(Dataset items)
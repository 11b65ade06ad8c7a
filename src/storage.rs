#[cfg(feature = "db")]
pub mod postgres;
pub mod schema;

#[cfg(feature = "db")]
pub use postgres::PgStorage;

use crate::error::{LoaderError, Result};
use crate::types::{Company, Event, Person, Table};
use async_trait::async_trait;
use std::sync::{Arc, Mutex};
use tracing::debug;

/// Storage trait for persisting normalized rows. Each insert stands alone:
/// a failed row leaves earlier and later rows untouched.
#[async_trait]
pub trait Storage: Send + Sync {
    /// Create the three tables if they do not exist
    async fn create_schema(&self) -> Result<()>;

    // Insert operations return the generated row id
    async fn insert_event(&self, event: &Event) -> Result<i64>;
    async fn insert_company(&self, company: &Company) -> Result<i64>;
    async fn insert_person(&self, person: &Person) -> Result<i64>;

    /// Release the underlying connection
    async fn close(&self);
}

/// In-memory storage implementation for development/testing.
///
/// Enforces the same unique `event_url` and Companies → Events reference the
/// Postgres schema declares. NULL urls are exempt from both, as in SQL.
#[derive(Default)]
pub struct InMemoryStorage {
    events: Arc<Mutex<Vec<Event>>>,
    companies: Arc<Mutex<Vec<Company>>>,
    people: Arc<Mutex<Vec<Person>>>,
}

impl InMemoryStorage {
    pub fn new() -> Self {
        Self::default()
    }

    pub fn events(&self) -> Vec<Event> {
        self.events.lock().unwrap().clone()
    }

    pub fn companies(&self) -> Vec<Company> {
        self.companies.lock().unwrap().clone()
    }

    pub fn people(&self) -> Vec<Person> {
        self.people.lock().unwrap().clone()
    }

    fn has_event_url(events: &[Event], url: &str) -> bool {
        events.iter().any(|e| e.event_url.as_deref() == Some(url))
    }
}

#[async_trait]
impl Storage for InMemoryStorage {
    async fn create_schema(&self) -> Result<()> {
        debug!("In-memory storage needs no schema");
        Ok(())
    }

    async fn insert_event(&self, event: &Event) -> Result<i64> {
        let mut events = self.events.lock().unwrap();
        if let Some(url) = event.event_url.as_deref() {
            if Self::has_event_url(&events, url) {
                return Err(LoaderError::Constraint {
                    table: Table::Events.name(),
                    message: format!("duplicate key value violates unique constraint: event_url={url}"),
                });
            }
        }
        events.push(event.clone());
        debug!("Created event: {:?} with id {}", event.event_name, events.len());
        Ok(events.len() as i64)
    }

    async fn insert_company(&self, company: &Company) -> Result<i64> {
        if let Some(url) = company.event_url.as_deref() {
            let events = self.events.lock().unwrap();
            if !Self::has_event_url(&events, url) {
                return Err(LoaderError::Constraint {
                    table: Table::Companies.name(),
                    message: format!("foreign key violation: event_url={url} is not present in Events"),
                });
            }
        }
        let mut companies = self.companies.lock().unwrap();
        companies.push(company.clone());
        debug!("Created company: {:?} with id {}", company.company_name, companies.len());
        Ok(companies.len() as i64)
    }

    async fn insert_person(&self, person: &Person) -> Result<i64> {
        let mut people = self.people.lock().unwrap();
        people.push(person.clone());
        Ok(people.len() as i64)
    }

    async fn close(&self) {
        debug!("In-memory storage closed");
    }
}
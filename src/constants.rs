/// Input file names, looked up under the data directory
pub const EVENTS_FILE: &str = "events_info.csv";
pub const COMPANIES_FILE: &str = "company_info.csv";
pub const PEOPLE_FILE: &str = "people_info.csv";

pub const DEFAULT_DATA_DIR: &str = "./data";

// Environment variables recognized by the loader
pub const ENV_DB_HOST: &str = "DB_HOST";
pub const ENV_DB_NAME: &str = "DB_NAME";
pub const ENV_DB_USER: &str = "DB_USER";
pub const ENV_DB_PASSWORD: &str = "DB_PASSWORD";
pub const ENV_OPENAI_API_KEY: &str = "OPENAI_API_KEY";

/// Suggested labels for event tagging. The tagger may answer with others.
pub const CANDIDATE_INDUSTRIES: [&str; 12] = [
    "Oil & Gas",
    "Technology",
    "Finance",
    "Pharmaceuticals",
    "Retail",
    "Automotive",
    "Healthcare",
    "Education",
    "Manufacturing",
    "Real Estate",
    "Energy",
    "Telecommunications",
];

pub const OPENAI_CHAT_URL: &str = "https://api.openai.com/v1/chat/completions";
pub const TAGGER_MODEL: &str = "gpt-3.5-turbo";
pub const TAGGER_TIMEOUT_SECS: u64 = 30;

Problem description: Nothing in the entries should be left out; please reproduce them all exactly.

Response for this exercise:
repository 11b65ade06ad8c7a
filename src/storage.rs
#[cfg(feature = "db")]
pub mod postgres;
pub mod schema;

#[cfg(feature = "db")]
pub use postgres::PgStorage;

use crate::error::{LoaderError, Result};
use crate::types::{Company, Event, Person, Table};
use async_trait::async_trait;
use std::sync::{Arc, Mutex};
use tracing::debug;

/// Storage trait for persisting normalized rows. Each insert stands alone:
/// a failed row leaves earlier and later rows untouched.
#[async_trait]
pub trait Storage: Send + Sync {
    /// Create the three tables if they do not exist
    async fn create_schema(&self) -> Result<()>;

    // Insert operations return the generated row id
    async fn insert_event(&self, event: &Event) -> Result<i64>;
    async fn insert_company(&self, company: &Company) -> Result<i64>;
    async fn insert_person(&self, person: &Person) -> Result<i64>;

    /// Release the underlying connection
    async fn close(&self);
}

/// In-memory storage implementation for development/testing.
///
/// Enforces the same unique `event_url` and Companies → Events reference the
/// Postgres schema declares. NULL urls are exempt from both, as in SQL.
#[derive(Default)]
pub struct InMemoryStorage {
    events: Arc<Mutex<Vec<Event>>>,
    companies: Arc<Mutex<Vec<Company>>>,
    people: Arc<Mutex<Vec<Person>>>,
}

impl InMemoryStorage {
    pub fn new() -> Self {
        Self::default()
    }

    pub fn events(&self) -> Vec<Event> {
        self.events.lock().unwrap().clone()
    }

    pub fn companies(&self) -> Vec<Company> {
        self.companies.lock().unwrap().clone()
    }

    pub fn people(&self) -> Vec<Person> {
        self.people.lock().unwrap().clone()
    }

    fn has_event_url(events: &[Event], url: &str) -> bool {
        events.iter().any(|e| e.event_url.as_deref() == Some(url))
    }
}

#[async_trait]
impl Storage for InMemoryStorage {
    async fn create_schema(&self) -> Result<()> {
        debug!("In-memory storage needs no schema");
        Ok(())
    }

    async fn insert_event(&self, event: &Event) -> Result<i64> {
        let mut events = self.events.lock().unwrap();
        if let Some(url) = event.event_url.as_deref() {
            if Self::has_event_url(&events, url) {
                return Err(LoaderError::Constraint {
                    table: Table::Events.name(),
                    message: format!("duplicate key value violates unique constraint: event_url={url}"),
                });
            }
        }
        events.push(event.clone());
        debug!("Created event: {:?} with id {}", event.event_name, events.len());
        Ok(events.len() as i64)
    }

    async fn insert_company(&self, company: &Company) -> Result<i64> {
        if let Some(url) = company.event_url.as_deref() {
            let events = self.events.lock().unwrap();
            if !Self::has_event_url(&events, url) {
                return Err(LoaderError::Constraint {
                    table: Table::Companies.name(),
                    message: format!("foreign key violation: event_url={url} is not present in Events"),
                });
            }
        }
        let mut companies = self.companies.lock().unwrap();
        companies.push(company.clone());
        debug!("Created company: {:?} with id {}", company.company_name, companies.len());
        Ok(companies.len() as i64)
    }

    async fn insert_person(&self, person: &Person) -> Result<i64> {
        let mut people = self.people.lock().unwrap();
        people.push(person.clone());
        Ok(people.len() as i64)
    }

    async fn close(&self) {
        debug!("In-memory storage closed");
    }
}
filename src/constants.rs
/// Input file names, looked up under the data directory
pub const EVENTS_FILE: &str = "events_info.csv";
pub const COMPANIES_FILE: &str = "company_info.csv";
pub const PEOPLE_FILE: &str = "people_info.csv";

pub const DEFAULT_DATA_DIR: &str = "./data";

// Environment variables recognized by the loader
pub const ENV_DB_HOST: &str = "DB_HOST";
pub const ENV_DB_NAME: &str = "DB_NAME";
pub const ENV_DB_USER: &str = "DB_USER";
pub const ENV_DB_PASSWORD: &str = "DB_PASSWORD";
pub const ENV_OPENAI_API_KEY: &str = "OPENAI_API_KEY";

/// Suggested labels for event tagging. The tagger may answer with others.
pub const CANDIDATE_INDUSTRIES: [&str; 12] = [
    "Oil & Gas",
    "Technology",
    "Finance",
    "Pharmaceuticals",
    "Retail",
    "Automotive",
    "Healthcare",
    "Education",
    "Manufacturing",
    "Real Estate",
    "Energy",
    "Telecommunications",
];

pub const OPENAI_CHAT_URL: &str = "https://api.openai.com/v1/chat/completions";
pub const TAGGER_MODEL: &str = "gpt-3.5-turbo";
pub const TAGGER_TIMEOUT_SECS: u64 = 30;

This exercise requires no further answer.